PRINCIPAUX RAVAGEURS DES PLANTES ET MALADIES ANIMALES TRANSFRONTIÈRES

MIGRATEURS NUISIBLES

Les migrateurs nuisibles transfrontières se déplacent à la recherche de nourriture et de sites appropriés pour se reproduire. Il s'agit notamment des acridiens, de la chenille processionnaire ou ver militaire et du quéléa. De telles migrations peuvent couvrir des milliers de kilomètres, et traverser les océans et les frontières. Ces ravageurs sont d'habitude regroupés en essaims (criquets), colonnes (chenilles processionnaires) et bandes (quéléas).

Chenille processionnaire

Les chenilles processionnaires se transforment en papillons de nuit et peuvent migrer sur de longues distances (plus de 100 km par nuit). Ces chenilles causent de sérieux dommages aux pâturages et aux plantations de céréales et de canne à sucre.
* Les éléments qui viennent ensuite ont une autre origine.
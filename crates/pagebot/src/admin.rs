// SPDX-FileCopyrightText: 2026 Pagebot Contributors
// SPDX-License-Identifier: MIT OR Apache-2.0

//! `pagebot keywords` and `pagebot usage`.

use pagebot_core::types::{KeywordRule, MatchType};
use pagebot_core::{PagebotError, StorageAdapter};
use tracing::info;

/// One line per keyword rule of a page, in evaluation order.
pub async fn keyword_listing(
    storage: &dyn StorageAdapter,
    page_id: &str,
) -> Result<Vec<String>, PagebotError> {
    require_page(storage, page_id).await?;
    let rules = storage.list_keywords(page_id).await?;
    if rules.is_empty() {
        return Ok(vec![format!("page {page_id} has no keywords")]);
    }
    Ok(rules
        .iter()
        .map(|r| {
            format!(
                "{:<36} {:<8} {:<24} -> {}",
                r.id,
                r.match_type.to_string(),
                r.keyword,
                r.flow_id
            )
        })
        .collect())
}

/// Add a keyword rule routing into one of the page's flows.
pub async fn add_keyword(
    storage: &dyn StorageAdapter,
    page_id: &str,
    keyword: &str,
    match_type: MatchType,
    flow_id: &str,
) -> Result<KeywordRule, PagebotError> {
    require_page(storage, page_id).await?;
    pagebot_router::check_keyword(keyword, match_type).map_err(PagebotError::Config)?;

    let owned_by_page = storage
        .get_flow(flow_id)
        .await?
        .is_some_and(|f| f.page_id == page_id);
    if !owned_by_page {
        return Err(PagebotError::NotFound {
            kind: "flow",
            id: flow_id.to_string(),
        });
    }

    let rule = KeywordRule {
        id: uuid::Uuid::new_v4().to_string(),
        page_id: page_id.to_string(),
        keyword: keyword.to_string(),
        match_type,
        flow_id: flow_id.to_string(),
    };
    storage.add_keyword(&rule).await?;
    info!(
        page_id,
        rule_id = rule.id.as_str(),
        flow_id,
        match_type = %match_type,
        "keyword added"
    );
    Ok(rule)
}

/// Delete a keyword rule of a page.
pub async fn delete_keyword(
    storage: &dyn StorageAdapter,
    page_id: &str,
    rule_id: &str,
) -> Result<(), PagebotError> {
    require_page(storage, page_id).await?;
    let exists = storage
        .list_keywords(page_id)
        .await?
        .iter()
        .any(|r| r.id == rule_id);
    if !exists {
        return Err(PagebotError::NotFound {
            kind: "keyword",
            id: rule_id.to_string(),
        });
    }
    storage.delete_keyword(rule_id).await?;
    info!(page_id, rule_id, "keyword deleted");
    Ok(())
}

/// Zero a tenant's message counter.
pub async fn reset_usage(storage: &dyn StorageAdapter, tenant_id: &str) -> Result<i64, PagebotError> {
    let tenant = storage
        .get_tenant(tenant_id)
        .await?
        .ok_or_else(|| PagebotError::NotFound {
            kind: "tenant",
            id: tenant_id.to_string(),
        })?;
    storage.reset_usage(tenant_id).await?;
    info!(tenant_id, previous = tenant.message_count, "usage reset");
    Ok(tenant.message_count)
}

pub(crate) async fn require_page(
    storage: &dyn StorageAdapter,
    page_id: &str,
) -> Result<(), PagebotError> {
    match storage.get_page(page_id).await? {
        Some(_) => Ok(()),
        None => Err(PagebotError::NotFound {
            kind: "page",
            id: page_id.to_string(),
        }),
    }
}
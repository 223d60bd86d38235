// SPDX-FileCopyrightText: 2026 Pagebot Contributors
// SPDX-License-Identifier: MIT OR Apache-2.0

//! Per-contact variables and tags.

use pagebot_core::PagebotError;
use pagebot_core::types::UserVariable;
use rusqlite::params;

use crate::database::{Database, map_tr_err, now};

/// Upsert a variable (last write wins).
pub async fn set_variable(
    db: &Database,
    page_id: &str,
    user_id: &str,
    key: &str,
    value: &str,
) -> Result<(), PagebotError> {
    let (page_id, user_id, key, value) = (
        page_id.to_string(),
        user_id.to_string(),
        key.to_string(),
        value.to_string(),
    );
    let ts = now();
    db.connection()
        .call(move |conn| {
            conn.execute(
                "INSERT INTO user_variables (page_id, user_id, key, value, updated_at)
                 VALUES (?1, ?2, ?3, ?4, ?5)
                 ON CONFLICT(page_id, user_id, key) DO UPDATE SET
                    value = excluded.value,
                    updated_at = excluded.updated_at",
                params![page_id, user_id, key, value, ts],
            )?;
            Ok(())
        })
        .await
        .map_err(map_tr_err)
}

/// All variables of a contact, ordered by key.
pub async fn list_variables(
    db: &Database,
    page_id: &str,
    user_id: &str,
) -> Result<Vec<UserVariable>, PagebotError> {
    let page_id = page_id.to_string();
    let user_id = user_id.to_string();
    db.connection()
        .call(move |conn| {
            let mut stmt = conn.prepare(
                "SELECT key, value FROM user_variables
                 WHERE page_id = ?1 AND user_id = ?2 ORDER BY key",
            )?;
            let rows = stmt.query_map(params![page_id, user_id], |row| {
                Ok(UserVariable {
                    key: row.get(0)?,
                    value: row.get(1)?,
                })
            })?;
            rows.collect::<Result<Vec<_>, _>>()
        })
        .await
        .map_err(map_tr_err)
}

/// Insert a tag unless present. Returns whether a row was added.
pub async fn add_tag(
    db: &Database,
    page_id: &str,
    user_id: &str,
    tag: &str,
) -> Result<bool, PagebotError> {
    let (page_id, user_id, tag) = (page_id.to_string(), user_id.to_string(), tag.to_string());
    let ts = now();
    db.connection()
        .call(move |conn| {
            let inserted = conn.execute(
                "INSERT OR IGNORE INTO user_tags (page_id, user_id, tag, created_at)
                 VALUES (?1, ?2, ?3, ?4)",
                params![page_id, user_id, tag, ts],
            )?;
            Ok(inserted == 1)
        })
        .await
        .map_err(map_tr_err)
}

/// All tags of a contact in the order they were added.
pub async fn list_tags(
    db: &Database,
    page_id: &str,
    user_id: &str,
) -> Result<Vec<String>, PagebotError> {
    let page_id = page_id.to_string();
    let user_id = user_id.to_string();
    db.connection()
        .call(move |conn| {
            let mut stmt = conn.prepare(
                "SELECT tag FROM user_tags WHERE page_id = ?1 AND user_id = ?2 ORDER BY rowid",
            )?;
            let rows = stmt.query_map(params![page_id, user_id], |row| row.get(0))?;
            rows.collect::<Result<Vec<String>, _>>()
        })
        .await
        .map_err(map_tr_err)
}
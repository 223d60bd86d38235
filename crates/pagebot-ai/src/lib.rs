// SPDX-FileCopyrightText: 2026 Pagebot Contributors
// SPDX-License-Identifier: MIT OR Apache-2.0

//! AI replies for Pagebot.
//!
//! Used both as the top-level fallback when no flow handles a message and
//! inline from `ai_response` flow nodes.

pub mod context;
pub mod dispatcher;
pub mod family;
pub mod keys;

pub use dispatcher::{AiDispatcher, AiReply, AiRequest, Providers};
pub use family::ProviderFamily;
pub use keys::KeyRotator;
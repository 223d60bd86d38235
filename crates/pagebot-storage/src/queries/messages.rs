// SPDX-FileCopyrightText: 2026 Pagebot Contributors
// SPDX-License-Identifier: MIT OR Apache-2.0

//! Append-only message log.

use pagebot_core::PagebotError;
use pagebot_core::types::{Channel, MessageEntry, Role, StoredMessage};
use rusqlite::params;

use crate::database::{Database, map_tr_err, now};
use crate::queries::conversations::channel_from_sql;

fn message_from_row(row: &rusqlite::Row<'_>) -> rusqlite::Result<StoredMessage> {
    let role: String = row.get(3)?;
    let role = role.parse::<Role>().map_err(|e| {
        rusqlite::Error::FromSqlConversionFailure(3, rusqlite::types::Type::Text, Box::new(e))
    })?;
    Ok(StoredMessage {
        id: row.get(0)?,
        page_id: row.get(1)?,
        user_id: row.get(2)?,
        role,
        content: row.get(4)?,
        channel: channel_from_sql(5, row.get(5)?)?,
        created_at: row.get(6)?,
    })
}

/// Append a message and return its row id.
pub async fn append_message(db: &Database, entry: &MessageEntry) -> Result<i64, PagebotError> {
    let entry = entry.clone();
    let ts = now();
    db.connection()
        .call(move |conn| {
            conn.execute(
                "INSERT INTO messages (page_id, user_id, role, content, channel, created_at)
                 VALUES (?1, ?2, ?3, ?4, ?5, ?6)",
                params![
                    entry.page_id,
                    entry.user_id,
                    entry.role.to_string(),
                    entry.content,
                    entry.channel.to_string(),
                    ts,
                ],
            )?;
            Ok(conn.last_insert_rowid())
        })
        .await
        .map_err(map_tr_err)
}

/// The newest `limit` messages of a contact across channels, oldest first.
pub async fn recent_messages(
    db: &Database,
    page_id: &str,
    user_id: &str,
    limit: usize,
) -> Result<Vec<StoredMessage>, PagebotError> {
    let page_id = page_id.to_string();
    let user_id = user_id.to_string();
    let limit = i64::try_from(limit).unwrap_or(i64::MAX);
    let mut messages = db
        .connection()
        .call(move |conn| {
            let mut stmt = conn.prepare(
                "SELECT id, page_id, user_id, role, content, channel, created_at
                 FROM messages WHERE page_id = ?1 AND user_id = ?2
                 ORDER BY id DESC LIMIT ?3",
            )?;
            let rows = stmt.query_map(params![page_id, user_id, limit], message_from_row)?;
            rows.collect::<Result<Vec<_>, _>>()
        })
        .await
        .map_err(map_tr_err)?;
    messages.reverse();
    Ok(messages)
}

/// Full transcript of a contact on one channel, oldest first.
pub async fn list_messages(
    db: &Database,
    page_id: &str,
    user_id: &str,
    channel: Channel,
) -> Result<Vec<StoredMessage>, PagebotError> {
    let page_id = page_id.to_string();
    let user_id = user_id.to_string();
    db.connection()
        .call(move |conn| {
            let mut stmt = conn.prepare(
                "SELECT id, page_id, user_id, role, content, channel, created_at
                 FROM messages WHERE page_id = ?1 AND user_id = ?2 AND channel = ?3
                 ORDER BY id",
            )?;
            let rows = stmt.query_map(
                params![page_id, user_id, channel.to_string()],
                message_from_row,
            )?;
            rows.collect::<Result<Vec<_>, _>>()
        })
        .await
        .map_err(map_tr_err)
}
En comparaison des nuages de criquets, les infestations de chenilles sont généralement de moindre envergure mais peuvent s'étendre sur plusieurs centaines de kilomètres carrés. C'est pendant la saison des pluies que ces chenilles apparaissent et se déplacent.

Acridiens

Les acridiens sont les plus nocifs des migrateurs nuisibles. Ils se sont adaptés aux environnements semi-arides ou désertiques où les précipitations sont rares et irrégulières, mais souvent torrentielles lorsqu'elles se produisent. Les acridiens migrent vers les régions où il a plu depuis peu et où un terrain humide et sableux, une végétation naissante et l'absence d'ennemis naturels leur offrent des conditions idéales pour se reproduire.

Quéléa

Le quéléa à bec rouge est un oiseau commun qui s'attaque aux céréales en voie de maturation dans nombre de régions semi-arides d'Afrique subsaharienne. Les cultures les plus fréquemment attaquées sont le mil, le sorgho, le blé et le riz. Les migrations sont influencées par les précipitations, qui affectent l'apparition de certaines graminées annuelles, dont cette espèce d'oiseau se nourrit principalement. Ces oiseaux peuvent migrer sur plus de 1 000 km, traversant donc les frontières politiques. Les régions affectées peuvent perdre la majeure partie, voire l'intégralité, de leurs récoltes céréalières.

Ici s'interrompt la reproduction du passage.